Finally, the bacterial function was predicted using the Phylogenetic Investigation of Communities by Reconstruction of Unobserved States (PICRUSt) algorithm, and the difference between the SAPHO and HC groups in Cluster of Orthologous Groups of proteins (COG) functions was exhibited in Wilcoxon rank-sum test (Fig. 6 and Table S6). Cluster of Orthologous Groups of proteins related to DNA alkylation repair (COG4335, P = 0.024), prosthetic group binding (COG3052, P = 0.042), C4-dicarboxylate anaerobic carrier (COG1288, P = 0.045), electron transfer subunit of the periplasmic nitrate reductase complex NapAB (By similarity) (COG3043, P = 0.047) and “citrate lyase, alpha” (COG3051, P = 0.049) were remarkably enriched in the SAPHO samples, while COG related to pseudaminic acid biosynthesis-associated protein PseG (COG3980, P = 0.040) was enriched in the HC samples (Fig. 6).

Fig. 6
figure6

Wilcoxon rank-sum test outputs of predicted gene function enriched in different groups using PICRUSt.

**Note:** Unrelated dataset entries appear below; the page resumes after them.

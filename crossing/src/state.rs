/*
SPDX-FileCopyrightText: Copyright 2026 LG Electronics Inc.
SPDX-License-Identifier: MIT
*/

//! Discrete signal states and their static attribute table.
//!
//! Every [`State`] maps to exactly one [`StateAttributes`] entry through an
//! exhaustive `match`, so adding a variant without giving it an order, a
//! priority and a lamp set is a compile error rather than a lookup miss at
//! runtime.
//!
//! ```text
//! State ──attributes()──► { order, priority, segments }
//!   │                         │       │         └─ which lamps are lit
//!   │                         │       └─ rescaling weight (>= 3 → fixable)
//!   │                         └─ canonical position in the cycle
//! ```

use serde::{Deserialize, Serialize};

/// Minimum priority a state needs for its phase to absorb automatic duration
/// adjustments.
pub const FIXABLE_PRIORITY: u8 = 3;

// ── Lamp segments ─────────────────────────────────────────────────────────────

/// One lamp of a three-aspect signal head.
#[derive(Debug, Clone, Copy, PartialEq, Eq, Hash, Serialize, Deserialize)]
#[serde(rename_all = "snake_case")]
pub enum Segment {
    Red,
    Yellow,
    Green,
}

impl Segment {
    /// Lamps from top to bottom, the order a signal head shows them.
    pub const ALL: [Segment; 3] = [Segment::Red, Segment::Yellow, Segment::Green];
}

// ── Attributes ────────────────────────────────────────────────────────────────

/// Immutable, globally shared attributes of a [`State`].
#[derive(Debug, Clone, Copy, PartialEq, Eq)]
pub struct StateAttributes {
    /// Canonical position of the state inside one cycle.
    pub order: u8,

    /// Editing weight. Phases whose state has a priority of at least
    /// [`FIXABLE_PRIORITY`] absorb duration changes during rescaling.
    pub priority: u8,

    /// Lamps lit while the state is active.
    pub segments: &'static [Segment],
}

const RED: StateAttributes = StateAttributes {
    order: 0,
    priority: 4,
    segments: &[Segment::Red],
};

const RED_YELLOW: StateAttributes = StateAttributes {
    order: 1,
    priority: 1,
    segments: &[Segment::Red, Segment::Yellow],
};

const GREEN: StateAttributes = StateAttributes {
    order: 2,
    priority: 3,
    segments: &[Segment::Green],
};

const YELLOW: StateAttributes = StateAttributes {
    order: 3,
    priority: 2,
    segments: &[Segment::Yellow],
};

// Shown flashing by the display layer; never part of a normal cycle.
const OUT_OF_SERVICE: StateAttributes = StateAttributes {
    order: 4,
    priority: 0,
    segments: &[Segment::Yellow],
};

// ── State ─────────────────────────────────────────────────────────────────────

/// Illumination state of a traffic light.
#[derive(Debug, Clone, Copy, PartialEq, Eq, Hash, Serialize, Deserialize)]
#[serde(rename_all = "snake_case")]
pub enum State {
    Red,
    RedYellow,
    Green,
    Yellow,
    /// Fallback shown while the intersection is faulted.
    OutOfService,
}

impl State {
    /// States that make up a regular cycle, in canonical order.
    pub const CYCLE: [State; 4] = [State::Red, State::RedYellow, State::Green, State::Yellow];

    /// Static attribute lookup. Total over every variant.
    pub fn attributes(self) -> &'static StateAttributes {
        match self {
            State::Red => &RED,
            State::RedYellow => &RED_YELLOW,
            State::Green => &GREEN,
            State::Yellow => &YELLOW,
            State::OutOfService => &OUT_OF_SERVICE,
        }
    }

    pub fn order(self) -> u8 {
        self.attributes().order
    }

    pub fn priority(self) -> u8 {
        self.attributes().priority
    }

    /// Returns `true` if phases in this state absorb automatic adjustments.
    pub fn is_fixable(self) -> bool {
        self.priority() >= FIXABLE_PRIORITY
    }

    /// Returns `true` if `segment` is lit while this state is active.
    pub fn is_lit(self, segment: Segment) -> bool {
        self.attributes().segments.contains(&segment)
    }
}

impl std::fmt::Display for State {
    fn fmt(&self, f: &mut std::fmt::Formatter<'_>) -> std::fmt::Result {
        let name = match self {
            State::Red => "red",
            State::RedYellow => "red+yellow",
            State::Green => "green",
            State::Yellow => "yellow",
            State::OutOfService => "out-of-service",
        };
        f.write_str(name)
    }
}

// ── Tests ─────────────────────────────────────────────────────────────────────

#[cfg(test)]
mod tests {
    use super::*;

    const ALL_STATES: [State; 5] = [
        State::Red,
        State::RedYellow,
        State::Green,
        State::Yellow,
        State::OutOfService,
    ];

    #[test]
    fn orders_are_unique() {
        let mut orders: Vec<u8> = ALL_STATES.iter().map(|s| s.order()).collect();
        orders.sort_unstable();
        orders.dedup();
        assert_eq!(orders.len(), ALL_STATES.len());
    }

    #[test]
    fn cycle_is_listed_in_canonical_order() {
        let orders: Vec<u8> = State::CYCLE.iter().map(|s| s.order()).collect();
        assert_eq!(orders, vec![0, 1, 2, 3]);
    }

    #[test]
    fn only_red_and_green_are_fixable() {
        assert!(State::Red.is_fixable());
        assert!(State::Green.is_fixable());
        assert!(!State::RedYellow.is_fixable());
        assert!(!State::Yellow.is_fixable());
        assert!(!State::OutOfService.is_fixable());
    }

    #[test]
    fn red_yellow_lights_two_lamps() {
        assert!(State::RedYellow.is_lit(Segment::Red));
        assert!(State::RedYellow.is_lit(Segment::Yellow));
        assert!(!State::RedYellow.is_lit(Segment::Green));
    }

    #[test]
    fn every_state_lights_at_least_one_lamp() {
        for state in ALL_STATES {
            assert!(
                Segment::ALL.iter().any(|&seg| state.is_lit(seg)),
                "{state} lights nothing"
            );
        }
    }

    #[test]
    fn serde_uses_snake_case_names() {
        let yaml = serde_yaml::to_string(&State::RedYellow).unwrap();
        assert_eq!(yaml.trim(), "red_yellow");
        let back: State = serde_yaml::from_str("out_of_service").unwrap();
        assert_eq!(back, State::OutOfService);
    }
}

HC, healthy control; SAPHO, SAPHO syndrome

Discussion

Fecal-associated microbiome changed in the progress of SAPHO syndrome

Fecal-associated microbiome alteration is involved in the progresses of various diseases such as diabetes, metabolic syndrome, obesity, rheumatoid arthritis, and inflammatory bowel disease. However, whether FAM changed in SAPHO syndrome is still unclear, which is one of the purposes of this study.

In our study, the FAM structure in patients with SAPHO syndrome showed diversity and complexity as well as high variations among patients, which was also observed within the FAM structure of healthy control subjects. Notably, the distribution of dominant taxa at the family and genus levels was basically the same between the SAPHO and HC samples, which indicated that gut microbiota with high relative abundances might be indispensable for life-supporting functions (e.g., metabolism and immunity), and the specific species that could distinguish the two groups might be nondominant taxa with low abundances and might not have significant impacts on life. The speculation above was validated by the result of the LEfSe analysis, which showed 6 taxa with abundances less than 1% distributed differently between groups (Fig. 3), as well as that of Wilcoxon rank-sum test (Table S4). In addition, the abundances of OTUs based on the MetagenomeSeq results did not exceed 1% either, except OTU471 with an abundance of 1.420% in the SAPHO samples (Table S3). As these results shown, FAM changed in the progress of SAPHO syndrome, with an abundance alternation of some special nondominant species.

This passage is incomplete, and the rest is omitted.